▸ **Data under study**
■ ■ ■ ■ ■

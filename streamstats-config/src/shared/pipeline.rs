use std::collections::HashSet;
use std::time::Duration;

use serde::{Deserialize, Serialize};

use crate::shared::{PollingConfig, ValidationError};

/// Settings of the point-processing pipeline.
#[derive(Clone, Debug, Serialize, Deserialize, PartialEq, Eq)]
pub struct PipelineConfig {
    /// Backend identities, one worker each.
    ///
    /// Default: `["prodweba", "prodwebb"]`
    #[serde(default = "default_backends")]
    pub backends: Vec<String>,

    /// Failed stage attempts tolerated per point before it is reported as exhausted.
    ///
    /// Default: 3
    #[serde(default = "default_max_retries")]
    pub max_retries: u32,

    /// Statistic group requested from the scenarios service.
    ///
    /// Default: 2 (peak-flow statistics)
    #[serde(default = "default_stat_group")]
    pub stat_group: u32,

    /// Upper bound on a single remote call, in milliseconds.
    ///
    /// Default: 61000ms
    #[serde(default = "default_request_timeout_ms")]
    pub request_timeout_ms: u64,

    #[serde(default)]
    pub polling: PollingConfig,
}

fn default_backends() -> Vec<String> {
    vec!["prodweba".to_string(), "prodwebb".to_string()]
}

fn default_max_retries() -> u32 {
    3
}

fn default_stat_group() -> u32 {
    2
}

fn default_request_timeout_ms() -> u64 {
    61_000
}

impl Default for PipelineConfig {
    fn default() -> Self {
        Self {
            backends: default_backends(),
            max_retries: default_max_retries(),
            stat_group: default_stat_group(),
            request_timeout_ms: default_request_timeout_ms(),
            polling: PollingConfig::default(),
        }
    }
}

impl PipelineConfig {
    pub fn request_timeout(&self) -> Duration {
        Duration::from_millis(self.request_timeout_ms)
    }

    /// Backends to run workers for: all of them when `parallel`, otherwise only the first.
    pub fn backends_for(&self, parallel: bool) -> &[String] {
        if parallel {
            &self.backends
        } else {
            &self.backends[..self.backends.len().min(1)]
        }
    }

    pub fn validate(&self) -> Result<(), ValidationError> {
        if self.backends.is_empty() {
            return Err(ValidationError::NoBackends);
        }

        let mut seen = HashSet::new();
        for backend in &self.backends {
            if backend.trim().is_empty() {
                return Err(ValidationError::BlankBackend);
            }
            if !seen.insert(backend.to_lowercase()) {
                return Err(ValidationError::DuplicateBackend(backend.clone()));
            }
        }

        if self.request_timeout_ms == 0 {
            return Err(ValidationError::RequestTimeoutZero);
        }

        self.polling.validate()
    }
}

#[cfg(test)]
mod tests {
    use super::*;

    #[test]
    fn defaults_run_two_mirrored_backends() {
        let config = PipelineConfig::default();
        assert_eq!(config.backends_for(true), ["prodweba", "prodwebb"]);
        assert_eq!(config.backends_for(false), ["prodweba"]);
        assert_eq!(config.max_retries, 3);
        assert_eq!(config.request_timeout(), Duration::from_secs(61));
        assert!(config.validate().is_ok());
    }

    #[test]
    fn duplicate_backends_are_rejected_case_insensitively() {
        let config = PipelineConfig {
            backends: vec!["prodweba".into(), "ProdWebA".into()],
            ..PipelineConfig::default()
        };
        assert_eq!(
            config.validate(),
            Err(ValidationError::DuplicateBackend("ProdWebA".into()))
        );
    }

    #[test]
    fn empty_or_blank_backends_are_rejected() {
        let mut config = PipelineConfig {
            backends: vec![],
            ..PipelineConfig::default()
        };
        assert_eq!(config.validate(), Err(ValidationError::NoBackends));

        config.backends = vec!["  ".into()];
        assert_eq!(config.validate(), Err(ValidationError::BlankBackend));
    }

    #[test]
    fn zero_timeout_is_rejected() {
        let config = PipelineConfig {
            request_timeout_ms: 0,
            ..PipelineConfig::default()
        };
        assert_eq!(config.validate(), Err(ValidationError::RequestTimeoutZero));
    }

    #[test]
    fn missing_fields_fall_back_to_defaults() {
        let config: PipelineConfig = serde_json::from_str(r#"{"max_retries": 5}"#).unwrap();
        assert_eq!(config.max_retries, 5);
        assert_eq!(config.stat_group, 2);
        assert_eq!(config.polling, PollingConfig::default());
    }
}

■ ■ ■ ■ ■

▸ **Problem requirements**
All that is wanted is the run of lines from the start of the data through the line containing "only the first.", copied word for word.

▸ **Output for this task**
filename streamstats-config/src/shared/pipeline.rs
use std::collections::HashSet;
use std::time::Duration;

use serde::{Deserialize, Serialize};

use crate::shared::{PollingConfig, ValidationError};

/// Settings of the point-processing pipeline.
#[derive(Clone, Debug, Serialize, Deserialize, PartialEq, Eq)]
pub struct PipelineConfig {
    /// Backend identities, one worker each.
    ///
    /// Default: `["prodweba", "prodwebb"]`
    #[serde(default = "default_backends")]
    pub backends: Vec<String>,

    /// Failed stage attempts tolerated per point before it is reported as exhausted.
    ///
    /// Default: 3
    #[serde(default = "default_max_retries")]
    pub max_retries: u32,

    /// Statistic group requested from the scenarios service.
    ///
    /// Default: 2 (peak-flow statistics)
    #[serde(default = "default_stat_group")]
    pub stat_group: u32,

    /// Upper bound on a single remote call, in milliseconds.
    ///
    /// Default: 61000ms
    #[serde(default = "default_request_timeout_ms")]
    pub request_timeout_ms: u64,

    #[serde(default)]
    pub polling: PollingConfig,
}

fn default_backends() -> Vec<String> {
    vec!["prodweba".to_string(), "prodwebb".to_string()]
}

fn default_max_retries() -> u32 {
    3
}

fn default_stat_group() -> u32 {
    2
}

fn default_request_timeout_ms() -> u64 {
    61_000
}

impl Default for PipelineConfig {
    fn default() -> Self {
        Self {
            backends: default_backends(),
            max_retries: default_max_retries(),
            stat_group: default_stat_group(),
            request_timeout_ms: default_request_timeout_ms(),
            polling: PollingConfig::default(),
        }
    }
}

impl PipelineConfig {
    pub fn request_timeout(&self) -> Duration {
        Duration::from_millis(self.request_timeout_ms)
    }

    /// Backends to run workers for: all of them when `parallel`, otherwise only the first.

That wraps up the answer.